I hope this song, in particular, reaches people who need it.
“Sleepwalkin' through my youth, I can't remember half of my life. All the stories they said I was there for, got lost while I was tryna stay alive.”
This is a heavy section and song, so you’ve been warned! But it’s also so relevant for the kids like me who were so sensitive and emotional and didn’t know how to live with it when in their youth.
Julia explains in an interview with Headliner Mag, “In high school, I was so afraid of my own shadow, I couldn't talk to people – I couldn't make eye contact. I did everything I could to stay under the radar.”
“Ever since I started putting music out, it has brought out a whole new side to me. It's made me more in touch with my own voice and allows me to speak out about things that I've been through.”
And we can all benefit from this voice of hers! Give it a listen, and see if it brings any nostalgia for you.
why is this resonating with me right now?
The chorus of this song talks about having so many truths and secrets that you want to share with someone you love but not having the capacity for it. I think this is really resonating with me because at this point in my life, with knowledge of my BPD all-or-nothing thought patterns impacting my perspectives still, I don’t know how I’ll make space for someone again.
I’ve used up a lot of love on people that needed more of me then I should have given. I’m not sure quite yet how I’ll find the capacity to do it all over again.
“When I lie up at night truth isn’t hard to find. Wake up and live with it - cognitive dissonance.”

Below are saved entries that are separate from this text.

//! Runtime configuration.
//!
//! A [`RuntimeConfig`] is fixed when the runtime of an OS thread is
//! initialized. Lazy initialization reads it from the environment with
//! [`RuntimeConfig::from_env`].

use crate::errors::{SpawnError, ThreadResult, TimerError};
use core::time::Duration;

/// Smallest accepted stack size in bytes.
pub const MIN_STACK_SIZE: usize = 16 * 1024;

/// Default stack size in bytes.
pub const DEFAULT_STACK_SIZE: usize = 64 * 1024;

/// Default scheduling quantum.
pub const DEFAULT_QUANTUM: Duration = Duration::from_millis(10);

/// Default number of released stacks kept for reuse.
pub const DEFAULT_STACK_CACHE: usize = 8;

/// How quantum expiry is detected.
#[derive(Debug, Clone, Copy, PartialEq, Eq)]
pub enum TimerMode {
    /// A process-wide `ITIMER_PROF` interval timer raises SIGPROF, whose
    /// handler sets a flag consumed at preemption points.
    Signal,
    /// Preemption points compare the monotonic clock against the deadline
    /// of the current quantum.
    Deadline,
    /// No preemption; threads switch only when they yield or block.
    Cooperative,
}

impl TimerMode {
    fn parse(value: &str) -> Option<Self> {
        match value.trim().to_ascii_lowercase().as_str() {
            "signal" => Some(TimerMode::Signal),
            "deadline" => Some(TimerMode::Deadline),
            "cooperative" | "off" => Some(TimerMode::Cooperative),
            _ => None,
        }
    }
}

/// Configuration of one runtime.
#[derive(Debug, Clone, PartialEq, Eq)]
pub struct RuntimeConfig {
    /// Size in bytes of every spawned thread's stack
    pub stack_size: usize,
    /// Length of one time slice
    pub quantum: Duration,
    /// Preemption source
    pub timer: TimerMode,
    /// Released stacks kept for reuse instead of being freed
    pub stack_cache: usize,
}

impl Default for RuntimeConfig {
    fn default() -> Self {
        Self {
            stack_size: DEFAULT_STACK_SIZE,
            quantum: DEFAULT_QUANTUM,
            timer: TimerMode::Signal,
            stack_cache: DEFAULT_STACK_CACHE,
        }
    }
}

impl RuntimeConfig {
    /// Default configuration without preemption.
    pub fn cooperative() -> Self {
        Self::default().with_timer(TimerMode::Cooperative)
    }

    pub fn with_stack_size(mut self, stack_size: usize) -> Self {
        self.stack_size = stack_size;
        self
    }

    pub fn with_quantum(mut self, quantum: Duration) -> Self {
        self.quantum = quantum;
        self
    }

    pub fn with_timer(mut self, timer: TimerMode) -> Self {
        self.timer = timer;
        self
    }

    pub fn with_stack_cache(mut self, stack_cache: usize) -> Self {
        self.stack_cache = stack_cache;
        self
    }

    /// Check that the configuration can be used to start a runtime.
    pub fn validate(&self) -> ThreadResult<()> {
        if self.stack_size < MIN_STACK_SIZE {
            return Err(SpawnError::InvalidStackSize(self.stack_size).into());
        }
        if self.timer != TimerMode::Cooperative && self.quantum.is_zero() {
            return Err(TimerError::InvalidQuantum.into());
        }
        Ok(())
    }

    /// Build a configuration from the defaults overridden by environment
    /// variables.
    ///
    /// | variable | meaning |
    /// | --- | --- |
    /// | `GREEN_STACK_SIZE` | stack size in bytes |
    /// | `GREEN_QUANTUM_US` | quantum in microseconds |
    /// | `GREEN_TIMER` | `signal`, `deadline` or `cooperative` |
    /// | `GREEN_STACK_CACHE` | number of cached stacks |
    ///
    /// Values that fail to parse are ignored.
    pub fn from_env() -> Self {
        Self::from_lookup(|key| std::env::var(key).ok())
    }

    fn from_lookup(lookup: impl Fn(&str) -> Option<String>) -> Self {
        let mut config = Self::default();

        if let Some(size) = parse_var(&lookup, "GREEN_STACK_SIZE", |v| v.parse::<usize>().ok()) {
            config.stack_size = size;
        }
        if let Some(us) = parse_var(&lookup, "GREEN_QUANTUM_US", |v| v.parse::<u64>().ok()) {
            config.quantum = Duration::from_micros(us);
        }
        if let Some(timer) = parse_var(&lookup, "GREEN_TIMER", TimerMode::parse) {
            config.timer = timer;
        }
        if let Some(cache) = parse_var(&lookup, "GREEN_STACK_CACHE", |v| v.parse::<usize>().ok()) {
            config.stack_cache = cache;
        }

        config
    }
}

fn parse_var<T>(
    lookup: &impl Fn(&str) -> Option<String>,
    key: &str,
    parse: impl Fn(&str) -> Option<T>,
) -> Option<T> {
    let raw = lookup(key)?;
    let parsed = parse(raw.trim());
    if parsed.is_none() {
        log::warn!("ignoring {}={:?}: not a valid value", key, raw);
    }
    parsed
}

If this is a new psychology term for you - prepare to have your mind absolutely blown. This may be a new name for you, too, but you’ve likely heard her sounds on TikTok many times without knowing.
Cognitive Dissonance is defined as: the mental discomfort that results from holding two conflicting beliefs, values, or attitudes. People tend to seek consistency in their attitudes and perceptions, so this conflict causes feelings of unease or discomfort.
Sounds kinda relatab;e, right?
If you want to hear more from Sophie about what this term means for her EP, check out this interview.
Why is this resonating with me right now?
I remember hearing about this concept for the first time and feeling so much in my life make more sense.
Our brain can’t handle nuance very well so we try to chose sides. I’ve been trying to accept that grey area a bit more lately, knowing that it’s not something that is easy or comfortable, but might be helpful for my healing.
“I let you express your heart while I keep mine locked in the dark. There's a bird in my cage that just wants to sing, so I'm turning the page even if it breaks both my wings.”
This is your anthem for changing the narrative!
Just like it’s name, this song is about recognizing that you’re allowed to - and should - take space for yourself.
There’s not much else to say about this one. I just love it!
why is this resonating with me right now?
Well, do I even need to say it? Take your best guess.